= Farouk Janeman =

Fijian footballer (1953–2013)

Mohammed Farouk Bhamji (Janeman) (17 February 1953 – 27 September 2013) was a Fijian football player and coach.

== Career ==
A forward, Janeman was a star soccer player representing the premier Fiji Football Association team of Ba in the 1970s. After his retirement as a player, he took up coaching, and led a number of district and national sides. In the 2006 elections Janeman contested the Ba West Indian Communal Constituency as a National Federation Party candidate and obtained only 10.51% of the votes.

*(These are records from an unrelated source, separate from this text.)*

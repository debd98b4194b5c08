//! imgkit CLI - apply an operation stack to an image from the command line.
//!
//! ```bash
//! # List registered operations
//! imgkit list
//!
//! # Show the options of an operation
//! imgkit info crop
//!
//! # Crop, rotate and tint an image
//! imgkit render in.png out.jpg --op crop:width=100,height=100 --op rotation:angle=90 \
//!     --op filters:filter=sepia,intensity=0.5
//! ```

use anyhow::{bail, Context};
use clap::{Args, Parser, Subcommand};
use imgkit::prelude::*;
use log::{debug, warn};
use std::path::{Path, PathBuf};

/// imgkit - composable image editing.
#[derive(Parser, Debug)]
#[command(name = "imgkit")]
#[command(author, version, about, long_about = None)]
#[command(propagate_version = true)]
struct Cli {
    /// Enable verbose (debug) logging
    #[arg(short, long, global = true)]
    verbose: bool,

    /// Path to a TOML configuration file
    #[arg(long, global = true)]
    config: Option<PathBuf>,

    #[command(subcommand)]
    command: Commands,
}

/// Available commands.
#[derive(Subcommand, Debug)]
enum Commands {
    /// List all registered operations
    List,

    /// Show detailed info about an operation
    Info {
        /// Operation identifier
        operation: String,
    },

    /// Apply operations to an image and write the result
    Render(RenderArgs),
}

/// Arguments for `render`.
#[derive(Args, Debug)]
struct RenderArgs {
    /// Input image
    input: PathBuf,

    /// Output file
    output: PathBuf,

    /// Operation to append, as `id` or `id:key=value,key=value` (repeatable)
    #[arg(long = "op", value_name = "OP")]
    ops: Vec<String>,

    /// JSON stack preset applied before any --op
    #[arg(long)]
    preset: Option<PathBuf>,

    /// Output format (png, jpeg); defaults to the output extension
    #[arg(long)]
    format: Option<String>,

    /// Target size as WxH, Wx or xH
    #[arg(long)]
    size: Option<String>,

    /// Write a data URL text file instead of an image
    #[arg(long)]
    data_url: bool,

    /// Write the final stack as a JSON preset to this path
    #[arg(long)]
    save_preset: Option<PathBuf>,
}

#[tokio::main]
async fn main() -> anyhow::Result<()> {
    let cli = Cli::parse();

    let config = match &cli.config {
        Some(path) => KitConfig::load_from(path)
            .with_context(|| format!("Failed to load config {}", path.display()))?,
        None => KitConfig::default(),
    };
    init_logging(&config, cli.verbose);
    debug!("imgkit v{}", imgkit::VERSION);

    match cli.command {
        Commands::List => list_operations(),
        Commands::Info { operation } => operation_info(&operation),
        Commands::Render(args) => render(args, config).await,
    }
}

/// `RUST_LOG` overrides the configured level; `-v` forces debug.
fn init_logging(config: &KitConfig, verbose: bool) {
    let level = if verbose {
        log::LevelFilter::Debug
    } else {
        config.logging.level_filter().unwrap_or(log::LevelFilter::Info)
    };
    env_logger::Builder::new()
        .filter_level(level)
        .parse_default_env()
        .init();
}

fn list_operations() -> anyhow::Result<()> {
    let registry = OperationRegistry::with_builtins();
    println!("Available operations ({} total):", registry.len());
    println!();

    for descriptor in registry.descriptors() {
        let metadata = descriptor.metadata();
        println!(
            "  • {:<10} [{}] {}",
            metadata.identifier,
            metadata.category.display_name(),
            metadata.description
        );
    }
    Ok(())
}

fn operation_info(identifier: &str) -> anyhow::Result<()> {
    let registry = OperationRegistry::with_builtins();
    let descriptor = registry.resolve(identifier)?;
    let metadata = descriptor.metadata();

    println!("{} ({})", metadata.name, metadata.identifier);
    println!("  {}", metadata.description);
    println!();
    println!("Options:");
    for option in metadata.schema.definitions() {
        let default = match &option.default_value {
            Some(value) => format!("default {}", value),
            None => "required".to_string(),
        };
        println!("  {:<10} {:<8} {}", option.name, option.option_type, default);
        if !option.description.is_empty() {
            println!("             {}", option.description);
        }
        for constraint in &option.constraints {
            println!("             {}", constraint.description());
        }
    }
    Ok(())
}

/// Parse `id` or `id:key=value,key=value`.
fn parse_op(raw: &str) -> anyhow::Result<(String, Options)> {
    let (identifier, rest) = match raw.split_once(':') {
        Some((identifier, rest)) => (identifier.trim(), rest),
        None => (raw.trim(), ""),
    };
    if identifier.is_empty() {
        bail!("Operation '{}' has no identifier", raw);
    }

    let mut options = Options::new();
    for pair in rest.split(',').map(str::trim).filter(|p| !p.is_empty()) {
        let Some((key, value)) = pair.split_once('=') else {
            bail!("Expected key=value in '{}', got '{}'", raw, pair);
        };
        options.set(key.trim(), Value::parse_literal(value));
    }
    Ok((identifier.to_string(), options))
}

async fn render(args: RenderArgs, config: KitConfig) -> anyhow::Result<()> {
    let source = RasterImage::from_path(&args.input)
        .with_context(|| format!("Failed to read {}", args.input.display()))?;

    let encoder = config.render.encoder();
    let kit = Kit::builder().source(source).config(config).build()?;

    if let Some(preset) = &args.preset {
        let json = std::fs::read_to_string(preset)
            .with_context(|| format!("Failed to read preset {}", preset.display()))?;
        kit.import_stack(&json)?;
    }
    for raw in &args.ops {
        let (identifier, options) = parse_op(raw)?;
        kit.push(&identifier, options)?;
    }

    let report = kit.validate();
    for warning in &report.warnings {
        warn!("{}. [{}] {}", warning.index, warning.operation, warning.message);
    }
    if !report.can_render() {
        for error in report.detailed_errors() {
            eprintln!("{}", error);
        }
        bail!("{}", report.summary());
    }

    let format = match &args.format {
        Some(raw) => Some(raw.clone()),
        None if args.data_url => None,
        None => ImageFormat::from_path(&args.output).map(|f| f.mime_type().to_string()),
    };
    let render_type = if args.data_url { "data-url" } else { "image" };
    let result = kit
        .render_with(Some(render_type), format.as_deref(), args.size.as_deref())
        .await?;

    match &result.output {
        RenderOutput::DataUrl(url) => write_output(&args.output, url.as_bytes())?,
        RenderOutput::Image(image) => {
            let bytes = encoder.encode(image, result.format)?;
            write_output(&args.output, &bytes)?;
        }
    }

    if let Some(path) = &args.save_preset {
        write_output(path, kit.export_stack()?.as_bytes())?;
    }

    let (width, height) = result.stats.output_dimensions;
    println!(
        "✓ {} stage(s) → {}x{} {} in {}ms: {}",
        result.stats.stages_applied,
        width,
        height,
        result.format,
        result.stats.total_ms,
        args.output.display()
    );
    Ok(())
}

fn write_output(path: &Path, bytes: &[u8]) -> anyhow::Result<()> {
    std::fs::write(path, bytes).with_context(|| format!("Failed to write {}", path.display()))
}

== Achievement as a soccer player ==
- He was the captain of the Ba team that defeated Rewa in the 1976 Interdistrict Competition.
- He scored the lone goal when Ba defeated Suva in the 1977 Interdistrict Competition.
- He scored the decisive goal when Ba defeated Labasa in the 1978 Interdistrict Competition.
- Member of Ba soccer team's 1977 tour of New Zealand. played for Fiji national team for 11 years.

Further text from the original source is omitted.